The blueprint says the Fed should have the power to get information from and inspect investment banks that borrow from it.

New Mission

Yet it isn't clear if those tools are adequate to fulfill the Fed's proposed new mission of forestalling threats to the financial system's stability.

Neither Bear Stearns nor its regulator, the Securities and Exchange Commission, apparently foresaw the seriousness of the company's situation until it was less than 24 hours from a bankruptcy filing. It is unlikely the Fed, even with the additional access to information Mr. Paulson would grant it, would have known sooner. In 1998, the Fed was taken by surprise at the exposure of some banks it supervised to Long Term Capital Management, the giant hedge fund.

In the latest turmoil, it's not clear whether the Fed foresaw the severe strains faced by Citigroup, which has been forced to collect more than $20 billion in fresh capital from Middle Eastern and other investors. Citigroup suffered losses on mortgage-related investments and was forced to absorb liabilities of related entities that were formerly off its balance sheet. The Fed oversees the Citigroup holding company, while the Treasury's Office of the Comptroller of the Currency oversees its bank and the SEC oversees its investment bank.

To be sure, the Fed compares well to other supervisors, particularly Britain's, who last year experienced the first run on a British bank in over a century. No major U.S. bank has yet fallen below its minimum capital, much less failed. And Fed officials, led by New York Fed President Timothy Geithner, actively pressed firms to strengthen risk management before the crisis hit.

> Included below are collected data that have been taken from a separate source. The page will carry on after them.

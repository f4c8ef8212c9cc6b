//! Shared helpers for turning messy table cells into numbers and text.
//!
//! Open-data tables routinely carry numbers as text with currency symbols,
//! thousands separators and unit suffixes (`"₹1,234.50 Cr"`). The helpers
//! here coerce those cells into [`Numeric`] values where an unparseable
//! cell becomes [`Numeric::Missing`] instead of failing the whole column.

use polars::prelude::*;

// =============================================================================
// Numeric Normalization
// =============================================================================

/// A normalized numeric cell.
///
/// Each caller decides what `Missing` means for its aggregation: sums use
/// [`Numeric::value_or_zero`], means skip it via [`Numeric::value`].
#[derive(Debug, Clone, Copy, PartialEq)]
pub enum Numeric {
    Number(f64),
    Missing,
}

impl Numeric {
    /// The number, or `None` for a missing cell.
    pub fn value(self) -> Option<f64> {
        match self {
            Numeric::Number(v) => Some(v),
            Numeric::Missing => None,
        }
    }

    /// The number, with a missing cell counted as zero.
    pub fn value_or_zero(self) -> f64 {
        self.value().unwrap_or(0.0)
    }
}

impl From<f64> for Numeric {
    fn from(value: f64) -> Self {
        if value.is_finite() {
            Numeric::Number(value)
        } else {
            Numeric::Missing
        }
    }
}

/// Keep only ASCII digits and decimal points.
///
/// # Example
///
/// ```rust,ignore
/// assert_eq!(strip_non_numeric("₹1,234.50 Cr"), "1234.50");
/// ```
pub fn strip_non_numeric(s: &str) -> String {
    s.chars().filter(|c| c.is_ascii_digit() || *c == '.').collect()
}

/// Normalize a textual cell.
///
/// Every character that is not a digit or `.` is dropped before parsing,
/// so signs are discarded too. Empty or unparseable leftovers are missing.
pub fn normalize_str(s: &str) -> Numeric {
    let stripped = strip_non_numeric(s);
    if stripped.is_empty() {
        return Numeric::Missing;
    }
    stripped
        .parse::<f64>()
        .map(Numeric::from)
        .unwrap_or(Numeric::Missing)
}

/// Normalize a single cell of any dtype. Numeric cells pass through as-is.
pub fn normalize_any(value: &AnyValue<'_>) -> Numeric {
    match value {
        AnyValue::Null => Numeric::Missing,
        AnyValue::String(s) => normalize_str(s),
        AnyValue::StringOwned(s) => normalize_str(s.as_str()),
        AnyValue::Boolean(_) => Numeric::Missing,
        AnyValue::Float64(v) => Numeric::from(*v),
        AnyValue::Float32(v) => Numeric::from(f64::from(*v)),
        other => match other.extract::<f64>() {
            Some(v) => Numeric::from(v),
            None => normalize_str(&other.to_string()),
        },
    }
}

/// Normalize every cell of a column, preserving row order.
pub fn normalize_column(column: &Column) -> Vec<Numeric> {
    let series = column.as_materialized_series();
    (0..series.len())
        .map(|i| {
            series
                .get(i)
                .map(|v| normalize_any(&v))
                .unwrap_or(Numeric::Missing)
        })
        .collect()
}

// =============================================================================
// Cell Formatting
// =============================================================================

/// Render a cell for display. Nulls become empty strings.
pub fn cell_to_string(value: &AnyValue<'_>) -> String {
    match value {
        AnyValue::Null => String::new(),
        AnyValue::String(s) => (*s).to_string(),
        AnyValue::StringOwned(s) => s.to_string(),
        AnyValue::Float64(v) => format_float(*v),
        AnyValue::Float32(v) => format_float(f64::from(*v)),
        other => other.to_string(),
    }
}

/// Whole floats print without a fractional part (`1234.0` -> `1234`).
pub fn format_float(v: f64) -> String {
    if v.is_finite() && v.fract() == 0.0 && v.abs() < 1e15 {
        format!("{:.0}", v)
    } else {
        format!("{}", v)
    }
}

/// Read a column as display strings, one per row.
pub fn column_strings(column: &Column) -> Vec<Option<String>> {
    let series = column.as_materialized_series();
    (0..series.len())
        .map(|i| match series.get(i) {
            Ok(AnyValue::Null) | Err(_) => None,
            Ok(v) => Some(cell_to_string(&v)),
        })
        .collect()
}

// =============================================================================
// Tests
// =============================================================================
//! The analysis engine: route, run, recover, cite.

use crate::config::EngineConfig;
use crate::dataset::Dataset;
use crate::reporting::Citation;
use crate::router::{Intent, Router};
use crate::routines::{routine_for, summarize, AnalysisContext, AnalysisResult};
use polars::prelude::DataFrame;
use tracing::{debug, info, warn};

/// A rendered answer to one question.
#[derive(Debug, Clone)]
pub struct Answer {
    /// The intent the question was routed to.
    pub intent: Intent,
    /// Markdown shown to the user. Never empty.
    pub markdown: String,
    /// Table behind the answer, if any.
    pub table: Option<DataFrame>,
    pub citation: Citation,
    /// The analysis fault that was recovered from, if any.
    pub fault: Option<String>,
}

/// Answers questions about a dataset without ever failing.
///
/// # Example
///
/// ```rust,ignore
/// use samarth_engine::{AnalysisEngine, Dataset, EngineConfig};
///
/// let engine = AnalysisEngine::new(EngineConfig::default());
/// let answer = engine.answer("Share of Union Taxes in Telangana", &dataset);
/// println!("{}\n\n{}", answer.markdown, answer.citation);
/// ```
#[derive(Debug, Clone, Default)]
pub struct AnalysisEngine {
    config: EngineConfig,
    router: Router,
}

static_assertions::assert_impl_all!(AnalysisEngine: Send, Sync);

impl AnalysisEngine {
    pub fn new(config: EngineConfig) -> Self {
        Self {
            config,
            router: Router::default(),
        }
    }

    /// Replace the keyword router.
    pub fn with_router(mut self, router: Router) -> Self {
        self.router = router;
        self
    }

    pub fn config(&self) -> &EngineConfig {
        &self.config
    }

    /// Answer a question.
    ///
    /// A routine fault is turned into a message followed by the generic
    /// summary; a routine with nothing to say is replaced by the summary.
    pub fn answer(&self, question: &str, dataset: &Dataset) -> Answer {
        let intent = self.router.route(question);
        let routine = routine_for(intent);
        info!(
            "Answering with {} over {} record(s) from '{}'",
            routine.name(),
            dataset.height(),
            dataset.title
        );

        let ctx = AnalysisContext {
            question,
            dataset,
            config: &self.config,
        };

        let (markdown, table, fault) = match routine.run(&ctx) {
            Ok(result) if !result.is_blank() => (result.markdown, result.table, None),
            Ok(_) => {
                debug!("{} produced no content, showing summary", routine.name());
                let AnalysisResult { markdown, table } = self.summary(dataset);
                (markdown, table, None)
            }
            Err(fault) => {
                warn!("{} could not complete: {}", routine.name(), fault);
                let AnalysisResult { markdown, table } = self.summary(dataset);
                (
                    format!(
                        "I encountered a problem while analysing the data: {}\n\n{}",
                        fault, markdown
                    ),
                    table,
                    Some(fault.to_string()),
                )
            }
        };

        Answer {
            intent,
            markdown,
            table,
            citation: Citation::for_dataset(dataset),
            fault,
        }
    }

    fn summary(&self, dataset: &Dataset) -> AnalysisResult {
        summarize(dataset, self.config.summary_scope)
    }
}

Fed officials believe banks' current problems stemmed not from a lack of oversight, since regulators knew the state of bank balance sheets intimately. Rather, both regulators and firms failed to realize how dramatically the value and ability to sell mortgage-related investments could evaporate and how banks' own funding needs could be impaired by general market turmoil.

Good Times

Even if regulators had perceived such risks, it's unclear they could have done much. "When times are good...it is very difficult for bank supervisors to convince bankers to heed warnings that they need to behave differently," Kansas City Fed President Thomas Hoenig said recently. When regulators urged banks to take more care with commercial real-estate lending in 2006, banks sent thousands of protest letters and Congress held hearings.

One question about Mr. Paulson's plan is what powers the Fed would have if it perceived a systemic risk. Once it is removed from day-to-day supervision of banks, it would have to consult with other regulators before ordering a bank to do something. The plan doesn't say whether the Fed could demand that a firm it considers a threat to the financial system increase the size of its capital cushion.